| Records for processing |
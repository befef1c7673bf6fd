//! Area gates
//!
//! A gate is the composition point attached to each protected area. Two
//! variants exist and both run to completion before any area content is
//! produced:
//!
//! - [`RoleGate`]: a hard role partition. Mismatch redirects straight to the
//!   denial destination without consulting the document or the fallback scan.
//! - [`PermissionGate`]: a capability requirement, delegated to the
//!   [`AccessEvaluator`] after the admin bypass.
//!
//! A denial is a redirect decision, not an error surfaced to the caller.

use crate::access::document::{PermissionDocument, Requirement};
use crate::access::evaluator::{AccessEvaluator, Decision};
use crate::access::role::Role;
use tracing::debug;

/// Coarse gate: the area is restricted to exactly one role
#[derive(Debug, Clone, PartialEq, Eq)]
pub struct RoleGate {
    required: Role,
}

impl RoleGate {
    /// Gate requiring the given role
    pub fn new(required: Role) -> Self {
        Self { required }
    }

    /// The role this gate requires
    pub fn required(&self) -> Role {
        self.required
    }

    /// Evaluate the gate for a caller role.
    ///
    /// Admin is never redirected, whatever role the gate compares against.
    /// Any other mismatch redirects to the fixed denial destination. This is
    /// a hard partition, not a priority search, so no registry scan runs.
    pub fn evaluate(&self, role: Role) -> Decision {
        if role.is_admin() || role == self.required {
            Decision::Allow
        } else {
            debug!(required = %self.required, caller = %role, "Role gate closed");
            Decision::RedirectToDenied
        }
    }
}

/// Fine gate: the area requires one module/action capability
#[derive(Debug, Clone, PartialEq, Eq)]
pub struct PermissionGate {
    requirement: Requirement,
}

impl PermissionGate {
    /// Gate guarded by the given requirement
    pub fn new(requirement: Requirement) -> Self {
        Self { requirement }
    }

    /// The capability this gate requires
    pub fn requirement(&self) -> &Requirement {
        &self.requirement
    }

    /// Evaluate the gate for a caller.
    ///
    /// The admin bypass is checked before any predicate evaluation; only
    /// non-admin callers reach the evaluator.
    pub fn evaluate(
        &self,
        role: Role,
        document: &PermissionDocument,
        evaluator: &AccessEvaluator,
    ) -> Decision {
        if role.is_admin() {
            return Decision::Allow;
        }
        evaluator.evaluate(&self.requirement, document)
    }
}

/// Either gate variant, so call sites compose both enforcement styles the
/// same way instead of inlining ad hoc role checks per area.
#[derive(Debug, Clone, PartialEq, Eq)]
pub enum AreaGate {
    /// Coarse role partition
    Role(RoleGate),
    /// Fine capability requirement
    Permission(PermissionGate),
}

impl AreaGate {
    /// Gate restricted to one role
    pub fn role(required: Role) -> Self {
        AreaGate::Role(RoleGate::new(required))
    }

    /// Gate guarded by a capability requirement
    pub fn permission(requirement: Requirement) -> Self {
        AreaGate::Permission(PermissionGate::new(requirement))
    }

    /// Evaluate whichever variant this gate is
    pub fn evaluate(
        &self,
        role: Role,
        document: &PermissionDocument,
        evaluator: &AccessEvaluator,
    ) -> Decision {
        match self {
            AreaGate::Role(gate) => gate.evaluate(role),
            AreaGate::Permission(gate) => gate.evaluate(role, document, evaluator),
        }
    }

    /// Evaluate nested gates in nesting order, outermost first.
    ///
    /// The first non-allow decision wins and no further gate runs: an outer
    /// denial is the cancellation of everything inside it.
    pub fn evaluate_chain(
        gates: &[AreaGate],
        role: Role,
        document: &PermissionDocument,
        evaluator: &AccessEvaluator,
    ) -> Decision {
        for gate in gates {
            let decision = gate.evaluate(role, document, evaluator);
            if !decision.is_allow() {
                return decision;
            }
        }
        Decision::Allow
    }
}
//! Access control configuration

use super::*;
use crate::access::{Requirement, module_key};
use once_cell::sync::Lazy;
use serde::{Deserialize, Serialize};
use tracing::warn;

/// Stock area table for the panel
static DEFAULT_AREAS: Lazy<Vec<AreaConfig>> = Lazy::new(|| {
    vec![
        AreaConfig::new("/dashboard").with_nav("Dashboard", "layout-dashboard", None),
        AreaConfig::new("/clientes").with_nav("Clientes", "users", None),
        AreaConfig::new("/obras").with_nav("Obras", "hard-hat", None),
        AreaConfig::new("/financeira").with_nav("Financeiro", "wallet", None),
        AreaConfig::new("/logs").with_nav("Logs", "scroll-text", None),
        AreaConfig {
            admin_only: true,
            ..AreaConfig::new("/admin")
        }
        .with_nav("Administração", "settings", None),
    ]
});

/// Access control configuration.
///
/// One declaration per protected area. The same list feeds the fallback
/// registry and the navigation catalog, so reachability and visibility can
/// never disagree.
#[derive(Debug, Clone, PartialEq, Serialize, Deserialize)]
pub struct AccessConfig {
    /// Destination for callers with no permitted area
    #[serde(default = "default_denied_area")]
    pub denied_area: String,
    /// Protected areas in declaration order
    #[serde(default)]
    pub areas: Vec<AreaConfig>,
}

impl Default for AccessConfig {
    fn default() -> Self {
        Self {
            denied_area: default_denied_area(),
            areas: DEFAULT_AREAS.clone(),
        }
    }
}

#[allow(dead_code)]
impl AccessConfig {
    /// Load access configuration from environment variables
    pub fn from_env() -> Result<Self, String> {
        let mut config = Self::default();
        if let Ok(denied_area) = std::env::var("PAINEL_DENIED_AREA") {
            config.denied_area = denied_area;
        }
        Ok(config)
    }

    /// Merge access configurations
    pub fn merge(mut self, other: Self) -> Self {
        if other.denied_area != default_denied_area() {
            self.denied_area = other.denied_area;
        }
        if other.areas != *DEFAULT_AREAS {
            self.areas = other.areas;
        }
        self
    }

    /// Validate access configuration
    pub fn validate(&self) -> Result<(), String> {
        if !self.denied_area.starts_with('/') {
            return Err(format!(
                "Denied area must start with '/': {}",
                self.denied_area
            ));
        }

        let mut seen = std::collections::HashSet::new();
        for area in &self.areas {
            if !area.path.starts_with('/') {
                return Err(format!("Area path must start with '/': {}", area.path));
            }
            if area.path == self.denied_area {
                return Err(format!(
                    "Denied area cannot be declared as a gated area: {}",
                    area.path
                ));
            }
            if !seen.insert(area.path.as_str()) {
                return Err(format!("Duplicate area declaration: {}", area.path));
            }
            if area.action.is_empty() {
                return Err(format!("Area {} has an empty action", area.path));
            }
            if let Some(nav) = &area.nav {
                if nav.label.is_empty() {
                    return Err(format!("Area {} has an empty navigation label", area.path));
                }
            }
        }

        Ok(())
    }
}

/// One protected area declaration
#[derive(Debug, Clone, PartialEq, Serialize, Deserialize)]
pub struct AreaConfig {
    /// Area path, always starting with '/'
    pub path: String,
    /// Module key the gate checks. Derived from the path when omitted.
    #[serde(default)]
    pub module: Option<String>,
    /// Action the gate requires
    #[serde(default = "default_action")]
    pub action: String,
    /// Restrict the area to the admin role instead of a capability
    #[serde(default)]
    pub admin_only: bool,
    /// Sidebar entry, if the area appears in navigation
    #[serde(default)]
    pub nav: Option<NavConfig>,
}

impl AreaConfig {
    /// Declaration for a path with all defaults
    pub fn new(path: impl Into<String>) -> Self {
        Self {
            path: path.into(),
            module: None,
            action: default_action(),
            admin_only: false,
            nav: None,
        }
    }

    /// Set an explicit module key
    pub fn with_module(mut self, module: impl Into<String>) -> Self {
        self.module = Some(module.into());
        self
    }

    /// Require a different action than view
    pub fn with_action(mut self, action: impl Into<String>) -> Self {
        self.action = action.into();
        self
    }

    /// Attach a sidebar entry
    pub fn with_nav(
        mut self,
        label: impl Into<String>,
        icon: impl Into<String>,
        position: Option<u32>,
    ) -> Self {
        self.nav = Some(NavConfig {
            label: label.into(),
            icon: icon.into(),
            position,
        });
        self
    }

    /// Module key this area checks.
    ///
    /// Falls back to the path with its leading slash stripped. Nested paths
    /// should declare the module explicitly.
    pub fn module_key(&self) -> &str {
        match &self.module {
            Some(module) => module,
            None => module_key(&self.path),
        }
    }

    /// The capability requirement this declaration resolves to
    pub fn requirement(&self) -> Requirement {
        Requirement::new(self.module_key(), &self.action)
    }
}

/// Sidebar metadata for an area
#[derive(Debug, Clone, PartialEq, Serialize, Deserialize)]
pub struct NavConfig {
    /// Display label
    pub label: String,
    /// Icon identifier
    #[serde(default = "default_nav_icon")]
    pub icon: String,
    /// Sidebar position, lower first. Unpositioned entries trail in
    /// declaration order.
    #[serde(default)]
    pub position: Option<u32>,
}

/// Warn about configurations that make the panel unusable
pub fn warn_degenerate_config(config: &AccessConfig) {
    if config.areas.is_empty() {
        warn!(
            "No areas declared! Every check falls back to the view convention and the sidebar will be empty."
        );
    } else if config.areas.iter().all(|area| area.nav.is_none()) {
        warn!("No area declares navigation metadata, the sidebar will be empty.");
    }
}
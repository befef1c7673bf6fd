//! Configuration management for the panel
//!
//! This module handles loading, validation, and management of all panel
//! configuration.

pub mod models;

pub use models::*;

use crate::utils::error::{PainelError, Result};
use std::path::Path;
use tracing::{debug, info};

/// Main configuration struct for the panel
#[derive(Debug, Clone, Default, PartialEq)]
pub struct Config {
    /// Access control configuration
    pub access: AccessConfig,
}

#[allow(dead_code)]
impl Config {
    /// Load configuration from file
    pub async fn from_file<P: AsRef<Path>>(path: P) -> Result<Self> {
        let path = path.as_ref();
        info!("Loading configuration from: {:?}", path);

        let content = tokio::fs::read_to_string(path)
            .await
            .map_err(|e| PainelError::Config(format!("Failed to read config file: {}", e)))?;

        let access: AccessConfig = serde_yaml::from_str(&content)
            .map_err(|e| PainelError::Config(format!("Failed to parse config: {}", e)))?;

        let config = Self { access };

        config.validate()?;

        debug!("Configuration loaded successfully");
        Ok(config)
    }

    /// Load configuration from environment variables
    pub fn from_env() -> Result<Self> {
        info!("Loading configuration from environment variables");

        let access = AccessConfig::from_env().map_err(PainelError::Config)?;
        let config = Self { access };

        config.validate()?;
        Ok(config)
    }

    /// Get access configuration
    pub fn access(&self) -> &AccessConfig {
        &self.access
    }

    /// Validate the entire configuration
    pub fn validate(&self) -> Result<()> {
        debug!("Validating configuration");

        self.access
            .validate()
            .map_err(|e| PainelError::Config(format!("Access config error: {}", e)))?;

        // Warn about configurations that leave the panel unusable
        crate::config::models::access::warn_degenerate_config(&self.access);

        debug!("Configuration validation completed");
        Ok(())
    }

    /// Merge with another configuration (other takes precedence)
    pub fn merge(mut self, other: Self) -> Self {
        self.access = self.access.merge(other.access);
        self
    }

    /// Convert to JSON string
    pub fn to_json(&self) -> Result<String> {
        serde_json::to_string_pretty(&self.access)
            .map_err(|e| PainelError::Config(format!("Failed to serialize config to JSON: {}", e)))
    }

    /// Convert to YAML string
    pub fn to_yaml(&self) -> Result<String> {
        serde_yaml::to_string(&self.access)
            .map_err(|e| PainelError::Config(format!("Failed to serialize config to YAML: {}", e)))
    }
}
//! Attachment normalization: platform attachment references become
//! prompt content blocks or user-visible notices.
//!
//! A single unreadable attachment never aborts the turn; it comes back
//! as a [`Normalized::Notice`] and the rest of the message still goes
//! upstream.

use anyhow::Result;
use reqwest::Client;

use crate::models::content::ContentBlock;
use crate::models::message::{Attachment, AttachmentKind};

pub mod extract;

/// Outcome of normalizing one attachment.
#[derive(Debug, Clone, PartialEq)]
pub enum Normalized {
    /// Content to include in the upstream prompt.
    Block(ContentBlock),
    /// A user-visible notice; the attachment contributes no content.
    Notice(String),
}

/// Extractor for a downloadable attachment kind.
type Extractor = fn(&[u8]) -> Result<String>;

/// Capability table: downloadable kinds and their text extractors.
fn extractor_for(kind: AttachmentKind) -> Option<Extractor> {
    match kind {
        AttachmentKind::Text => Some(extract::text),
        AttachmentKind::Pdf => Some(extract::pdf),
        AttachmentKind::Docx => Some(extract::docx),
        AttachmentKind::Image | AttachmentKind::Other => None,
    }
}

/// Normalize one attachment into prompt content or a notice.
pub async fn normalize(client: &Client, attachment: &Attachment) -> Normalized {
    let kind = attachment.kind();

    // The upstream model fetches images itself; pass the URL through.
    if kind == AttachmentKind::Image {
        return Normalized::Block(ContentBlock::image_url(&attachment.url));
    }

    let Some(extractor) = extractor_for(kind) else {
        return Normalized::Notice(format!("File format not supported: {}", attachment.name));
    };

    match fetch_and_extract(client, &attachment.url, extractor).await {
        Ok(text) => Normalized::Block(ContentBlock::text(format!(
            "FILE: {}\n{}\nEND FILE",
            attachment.name, text
        ))),
        Err(e) => Normalized::Notice(format!("Could not read file {}: {}", attachment.name, e)),
    }
}

async fn fetch_and_extract(client: &Client, url: &str, extractor: Extractor) -> Result<String> {
    let response = client.get(url).send().await?.error_for_status()?;
    let bytes = response.bytes().await?;
    extractor(&bytes)
}
mod configuration;
mod routes;
mod state;

use configuration::Settings;
use state::AppState;
use tower_http::cors::{Any, CorsLayer};
use tracing::info;

#[tokio::main]
async fn main() -> anyhow::Result<()> {
    // Initialize tracing for logging
    tracing_subscriber::fmt::init();

    let settings = Settings::new()?;
    let addr = settings.server.socket_addr();

    let openrouter = settings.openrouter.into_config();
    if openrouter.api_key.is_none() {
        tracing::warn!(
            "no OpenRouter API key configured; every reply will carry an explanatory notice"
        );
    }

    let state = AppState { openrouter };

    // Create router with CORS support
    let cors = CorsLayer::new()
        .allow_origin(Any)
        .allow_methods(Any)
        .allow_headers(Any);

    let app = routes::configure(state).layer(cors);

    let listener = tokio::net::TcpListener::bind(addr).await?;
    info!("listening on {}", listener.local_addr()?);
    axum::serve(listener, app).await?;

    Ok(())
}
//! These models represent the objects passed around for a single turn.
//!
//! Everything here is ephemeral and request-local: an inbound message
//! and its attachments exist only while that turn is being processed,
//! and the content blocks they produce are consumed by the prompt
//! assembler before the upstream call.

pub mod content;
pub mod message;
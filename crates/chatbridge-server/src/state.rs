use chatbridge::providers::configs::OpenRouterConfig;

/// Shared application state: the read-only upstream configuration.
/// Everything per-request lives inside the reply pipeline.
#[derive(Clone)]
pub struct AppState {
    pub openrouter: OpenRouterConfig,
}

| What is being asked |
Within the material above, copy exactly the lines from the line that holds "in declaration order" up to and including the line that holds "Merge access configurations".

| Exercise result |
    /// Protected areas in declaration order
    #[serde(default)]
    pub areas: Vec<AreaConfig>,
}

impl Default for AccessConfig {
    fn default() -> Self {
        Self {
            denied_area: default_denied_area(),
            areas: DEFAULT_AREAS.clone(),
        }
    }
}

#[allow(dead_code)]
impl AccessConfig {
    /// Load access configuration from environment variables
    pub fn from_env() -> Result<Self, String> {
        let mut config = Self::default();
        if let Ok(denied_area) = std::env::var("PAINEL_DENIED_AREA") {
            config.denied_area = denied_area;
        }
        Ok(config)
    }

    /// Merge access configurations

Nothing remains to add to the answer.